Where a line in the records below contains the string "canonical", tally it; give only the final number.

[Provided entries]

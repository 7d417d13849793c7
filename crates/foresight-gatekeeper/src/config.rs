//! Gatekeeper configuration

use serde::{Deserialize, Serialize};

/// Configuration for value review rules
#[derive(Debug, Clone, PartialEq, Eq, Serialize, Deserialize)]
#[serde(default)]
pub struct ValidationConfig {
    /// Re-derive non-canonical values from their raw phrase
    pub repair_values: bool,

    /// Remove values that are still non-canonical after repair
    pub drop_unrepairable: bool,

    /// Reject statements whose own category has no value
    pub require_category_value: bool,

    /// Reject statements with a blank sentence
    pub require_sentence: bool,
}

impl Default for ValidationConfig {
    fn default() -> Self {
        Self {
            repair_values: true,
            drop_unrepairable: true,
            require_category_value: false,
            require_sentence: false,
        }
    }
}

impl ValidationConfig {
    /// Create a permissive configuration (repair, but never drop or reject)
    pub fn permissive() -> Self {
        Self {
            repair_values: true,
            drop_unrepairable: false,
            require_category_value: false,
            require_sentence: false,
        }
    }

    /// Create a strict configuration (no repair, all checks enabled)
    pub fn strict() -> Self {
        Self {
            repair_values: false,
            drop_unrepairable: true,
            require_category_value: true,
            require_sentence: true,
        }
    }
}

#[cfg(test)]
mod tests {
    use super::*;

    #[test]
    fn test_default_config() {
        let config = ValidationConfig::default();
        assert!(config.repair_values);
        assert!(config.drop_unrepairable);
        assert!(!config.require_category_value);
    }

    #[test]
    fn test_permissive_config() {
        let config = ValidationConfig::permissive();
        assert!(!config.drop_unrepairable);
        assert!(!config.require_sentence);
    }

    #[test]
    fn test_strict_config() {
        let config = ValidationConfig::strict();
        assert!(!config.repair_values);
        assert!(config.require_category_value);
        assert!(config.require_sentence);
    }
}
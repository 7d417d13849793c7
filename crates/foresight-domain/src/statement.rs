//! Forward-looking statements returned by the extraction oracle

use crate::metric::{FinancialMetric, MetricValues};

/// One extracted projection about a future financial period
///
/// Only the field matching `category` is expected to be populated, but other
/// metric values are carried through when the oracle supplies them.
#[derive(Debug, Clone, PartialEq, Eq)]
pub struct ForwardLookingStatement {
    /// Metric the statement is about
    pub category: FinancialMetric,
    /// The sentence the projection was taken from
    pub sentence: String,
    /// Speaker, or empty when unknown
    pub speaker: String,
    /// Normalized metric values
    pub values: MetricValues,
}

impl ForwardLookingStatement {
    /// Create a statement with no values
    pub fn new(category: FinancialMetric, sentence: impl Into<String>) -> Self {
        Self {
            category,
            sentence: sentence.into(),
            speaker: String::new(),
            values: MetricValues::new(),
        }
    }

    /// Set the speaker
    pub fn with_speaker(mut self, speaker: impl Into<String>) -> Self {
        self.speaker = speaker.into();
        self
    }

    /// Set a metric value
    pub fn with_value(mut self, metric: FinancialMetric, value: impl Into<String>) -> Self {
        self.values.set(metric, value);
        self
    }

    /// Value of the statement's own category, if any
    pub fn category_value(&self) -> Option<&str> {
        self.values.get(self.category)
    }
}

[/Provided entries]
[Provided entries]

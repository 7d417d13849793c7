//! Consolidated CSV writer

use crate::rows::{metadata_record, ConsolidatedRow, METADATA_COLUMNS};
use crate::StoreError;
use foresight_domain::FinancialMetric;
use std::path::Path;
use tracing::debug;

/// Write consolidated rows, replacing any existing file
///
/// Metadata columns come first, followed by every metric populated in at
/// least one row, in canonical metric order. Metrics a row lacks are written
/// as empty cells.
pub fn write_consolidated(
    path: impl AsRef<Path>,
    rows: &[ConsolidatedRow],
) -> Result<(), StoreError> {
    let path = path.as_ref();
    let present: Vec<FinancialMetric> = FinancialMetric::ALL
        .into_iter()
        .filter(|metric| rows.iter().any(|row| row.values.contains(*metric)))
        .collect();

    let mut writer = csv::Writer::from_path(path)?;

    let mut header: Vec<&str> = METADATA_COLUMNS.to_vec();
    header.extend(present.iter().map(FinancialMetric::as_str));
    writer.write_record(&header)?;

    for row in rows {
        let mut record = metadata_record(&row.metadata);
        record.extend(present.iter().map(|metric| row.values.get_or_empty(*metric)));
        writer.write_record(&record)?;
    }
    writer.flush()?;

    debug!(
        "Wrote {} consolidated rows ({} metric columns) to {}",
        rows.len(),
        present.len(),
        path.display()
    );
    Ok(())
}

[/Provided entries]
[Provided entries]

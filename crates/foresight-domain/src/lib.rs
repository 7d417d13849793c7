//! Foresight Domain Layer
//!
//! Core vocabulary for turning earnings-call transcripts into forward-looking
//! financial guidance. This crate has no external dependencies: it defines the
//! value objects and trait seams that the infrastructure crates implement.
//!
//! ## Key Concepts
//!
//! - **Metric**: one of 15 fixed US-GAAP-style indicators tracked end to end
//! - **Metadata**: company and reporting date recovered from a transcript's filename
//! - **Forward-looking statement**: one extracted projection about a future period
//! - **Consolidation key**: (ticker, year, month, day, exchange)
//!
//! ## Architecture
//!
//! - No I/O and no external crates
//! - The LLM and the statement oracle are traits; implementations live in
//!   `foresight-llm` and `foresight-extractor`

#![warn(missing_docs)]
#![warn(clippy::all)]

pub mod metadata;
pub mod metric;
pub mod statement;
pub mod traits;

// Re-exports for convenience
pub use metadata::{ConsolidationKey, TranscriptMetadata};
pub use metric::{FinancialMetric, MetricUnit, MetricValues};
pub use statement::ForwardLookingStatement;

[/Provided entries]

_Result below_. 3